Glossary
performance

Time to Interactive

Definition

The time until a page is fully loaded and reliably responds to user input, marking when users can actually use the page.

What is Time to Interactive?

Time to Interactive (TTI) measures how long it takes for a page to become fully interactive. This means the main content is visible, event handlers are registered, and the page responds to user interactions within 50 milliseconds.

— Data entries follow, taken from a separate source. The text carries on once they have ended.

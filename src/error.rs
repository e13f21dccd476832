use std::path::PathBuf;
use thiserror::Error;

/// Errors that can occur while loading the configuration file
#[derive(Error, Debug)]
pub enum ConfigError {
    #[error("Failed to read config file {path}: {source}")]
    ReadFailed {
        path: PathBuf,
        #[source]
        source: std::io::Error,
    },

    #[error("Failed to parse config file {path}: {source}")]
    ParseFailed {
        path: PathBuf,
        #[source]
        source: serde_json::Error,
    },
}

/// Errors that can occur when fetching, parsing, or extracting from a feed
#[derive(Error, Debug)]
pub enum FeedError {
    #[error("Failed to fetch feed from {url}: {source}")]
    FetchFailed {
        url: String,
        #[source]
        source: reqwest::Error,
    },

    #[error("Failed to parse RSS feed: {0}")]
    ParseFailed(#[from] rss::Error),

    #[error("Invalid feed URL: {0}")]
    InvalidUrl(#[from] url::ParseError),

    #[error("Episode '{title}' has an unparseable enclosure URL: {source}")]
    InvalidEnclosureUrl {
        title: String,
        #[source]
        source: url::ParseError,
    },

    #[error("Audio URL {url} has no file name in its path")]
    MissingFileName { url: String },
}

/// Errors that can occur while downloading audio files
#[derive(Error, Debug)]
pub enum DownloadError {
    #[error("HTTP request failed for {url}: {source}")]
    HttpFailed {
        url: String,
        #[source]
        source: reqwest::Error,
    },

    #[error("HTTP error {status} for {url}")]
    HttpStatus { url: String, status: u16 },

    #[error("Stream error while downloading {url}: {source}")]
    StreamFailed {
        url: String,
        #[source]
        source: reqwest::Error,
    },

    #[error("Failed to write audio file {path}: {source}")]
    FileWriteFailed {
        path: PathBuf,
        #[source]
        source: std::io::Error,
    },
}

/// Errors that can occur while downloading and resizing cover art
#[derive(Error, Debug)]
pub enum CoverError {
    #[error("Failed to fetch cover art from {url}: {source}")]
    FetchFailed {
        url: String,
        #[source]
        source: reqwest::Error,
    },

    #[error("Cover art at {url} is not a decodable image: {source}")]
    DecodeFailed {
        url: String,
        #[source]
        source: image::ImageError,
    },

    #[error("Failed to save cover art to {path}: {source}")]
    SaveFailed {
        path: PathBuf,
        #[source]
        source: image::ImageError,
    },
}

/// Errors that can occur while rendering pages from templates
#[derive(Error, Debug)]
pub enum RenderError {
    #[error("Template error: {0}")]
    Template(#[from] minijinja::Error),

    #[error("Failed to create directory {path}: {source}")]
    CreateDirectoryFailed {
        path: PathBuf,
        #[source]
        source: std::io::Error,
    },

    #[error("Failed to write rendered page {path}: {source}")]
    WriteFailed {
        path: PathBuf,
        #[source]
        source: std::io::Error,
    },
}

/// Top-level errors for a site build
#[derive(Error, Debug)]
pub enum BuildError {
    #[error("Feed error: {0}")]
    Feed(#[from] FeedError),

    #[error("Download error: {0}")]
    Download(#[from] DownloadError),

    #[error("Cover art error: {0}")]
    Cover(#[from] CoverError),

    #[error("Render error: {0}")]
    Render(#[from] RenderError),

    #[error("Failed to create output directory {path}: {source}")]
    CreateDirectoryFailed {
        path: PathBuf,
        #[source]
        source: std::io::Error,
    },

    #[error("Feed does not declare a cover image")]
    MissingCoverArt,
}
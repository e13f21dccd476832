// This Source Code Form is subject to the terms of the Mozilla Public
// License, v. 2.0. If a copy of the MPL was not distributed with this
// file, You can obtain one at https://mozilla.org/MPL/2.0/.

use std::path::{Path, PathBuf};

use crate::assets::{AudioOutcome, CoverOutcome, download_audio, download_cover_art};
use crate::config::Config;
use crate::episode::extract_episodes;
use crate::error::BuildError;
use crate::feed::fetch_feed;
use crate::http::HttpClient;
use crate::progress::{ProgressEvent, SharedProgressReporter};
use crate::render::Renderer;

/// Directory for audio files under the output root
const AUDIO_DIR: &str = "audio";
/// Directory for per-episode pages under the output root
const EPISODE_DIR: &str = "episode";

/// Options for a site build
#[derive(Debug, Clone)]
pub struct BuildOptions {
    /// Directory holding the structural templates (sitemap)
    pub template_dir: PathBuf,
}

impl Default for BuildOptions {
    fn default() -> Self {
        Self {
            template_dir: PathBuf::from("templates"),
        }
    }
}

/// Result of a completed build
#[derive(Debug, Clone)]
pub struct BuildSummary {
    /// Episodes extracted from the feed
    pub episode_count: usize,
    /// Audio files downloaded this run
    pub downloaded: usize,
    /// Audio files already present and left untouched
    pub skipped: usize,
    /// Whether cover art was fetched (false when cached from an earlier run)
    pub cover_art_refreshed: bool,
    /// Pages written (sitemap + front page + episode pages)
    pub pages_rendered: usize,
}

/// Build the site from the configured feed.
///
/// The pipeline runs strictly in order:
/// 1. Create the output directory tree
/// 2. Fetch and parse the feed
/// 3. Extract episodes
/// 4. Download audio files, one at a time (skip-on-exists)
/// 5. Download cover art and derive the thumbnail (skip-on-exists)
/// 6. Render sitemap, front page, and episode pages (always overwritten)
///
/// Any stage failure aborts the build; only "feed has no items / no
/// enclosures" degrades to an empty episode set.
pub async fn build_site<C: HttpClient>(
    client: &C,
    config: &Config,
    options: &BuildOptions,
    reporter: &SharedProgressReporter,
) -> Result<BuildSummary, BuildError> {
    make_output_dirs(&config.output_dir)?;

    reporter.report(ProgressEvent::FetchingFeed {
        url: config.feed_url.clone(),
    });

    let podcast = fetch_feed(client, &config.feed_url).await?;
    let episodes = extract_episodes(&podcast)?;

    reporter.report(ProgressEvent::FeedParsed {
        podcast_title: podcast.title.clone(),
        item_count: podcast.items.len(),
        episode_count: episodes.len(),
    });

    let audio_dir = config.output_dir.join(AUDIO_DIR);
    let total_episodes = episodes.len();
    let mut downloaded = 0;
    let mut skipped = 0;

    for (episode_index, episode) in episodes.iter().enumerate() {
        let outcome = download_audio(
            client,
            episode,
            &audio_dir,
            episode_index,
            total_episodes,
            reporter,
        )
        .await?;

        match outcome {
            AudioOutcome::Downloaded { .. } => downloaded += 1,
            AudioOutcome::AlreadyPresent => skipped += 1,
        }
    }

    let image_url = podcast
        .image_url
        .as_ref()
        .ok_or(BuildError::MissingCoverArt)?;
    let cover_outcome = download_cover_art(client, image_url, &config.output_dir, reporter).await?;

    // Pages are refreshed on every run, even when every asset was cached
    let renderer = Renderer::new(&options.template_dir, &config.theme_dir);
    renderer.render_sitemap(config, &episodes, &config.output_dir, reporter)?;
    renderer.render_front_page(config, &episodes, &podcast, &config.output_dir, reporter)?;
    let episode_pages =
        renderer.render_episodes(config, &episodes, &podcast, &config.output_dir, reporter)?;

    let pages_rendered = episode_pages + 2;

    reporter.report(ProgressEvent::BuildCompleted {
        downloaded_count: downloaded,
        skipped_count: skipped,
        pages_rendered,
    });

    Ok(BuildSummary {
        episode_count: total_episodes,
        downloaded,
        skipped,
        cover_art_refreshed: matches!(cover_outcome, CoverOutcome::Saved { .. }),
        pages_rendered,
    })
}

fn make_output_dirs(output_dir: &Path) -> Result<(), BuildError> {
    for dir in [
        output_dir.to_path_buf(),
        output_dir.join(AUDIO_DIR),
        output_dir.join(EPISODE_DIR),
    ] {
        std::fs::create_dir_all(&dir)
            .map_err(|e| BuildError::CreateDirectoryFailed { path: dir, source: e })?;
    }
    Ok(())
}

It's the point where users can reliably click buttons, fill forms, and interact with the page without delays.

Why TTI Matters

Actual Usability

A page that looks complete but doesn't respond is worse than a blank page – it actively frustrates users.

Critical for Web Apps

Sites with significant functionality need fast TTI. Users arrive to do things, not just read.

Bounce Rate Impact

Slow TTI increases bounces as users give up on unresponsive pages.

JavaScript Heavy Sites

Modern JavaScript frameworks often prioritise visual appearance over interactivity. TTI exposes this gap.

TTI Benchmarks

Rating TTI
Good Under 3.8s
Needs Improvement 3.8-7.3s
Poor Over 7.3s

TTI vs Other Metrics

  • FCP – When content first appears (visual)
  • LCP – When main content is visible (visual)
  • TTI – When page reliably responds (functional)
  • TBT – Blocking time between FCP and TTI

A page can have good visual metrics but poor TTI if JavaScript execution delays interactivity.

What Delays TTI?

Main Thread Work

JavaScript execution that blocks the main thread delays interactivity.

Large JavaScript Bundles

More code to download, parse, and execute means longer waits.

Framework Hydration

Client-side frameworks making server-rendered content interactive.

Long Tasks

Any task over 50ms blocks interaction during execution.

Third-Party Scripts

External scripts competing for main thread resources.

Improving TTI

Minimise Main Thread Work

Reduce JavaScript execution time through code splitting, optimisation, and deferral.

Lazy Load Non-Critical JavaScript

Only load JavaScript needed for initial interaction. Defer everything else.

Optimise Third Parties

Audit external scripts. Remove unnecessary ones, delay others until after TTI.

Use Progressive Enhancement

Build core functionality that works before JavaScript fully loads.

Consider Server-Side Rendering

SSR with partial hydration can deliver faster interactivity than pure client-side rendering.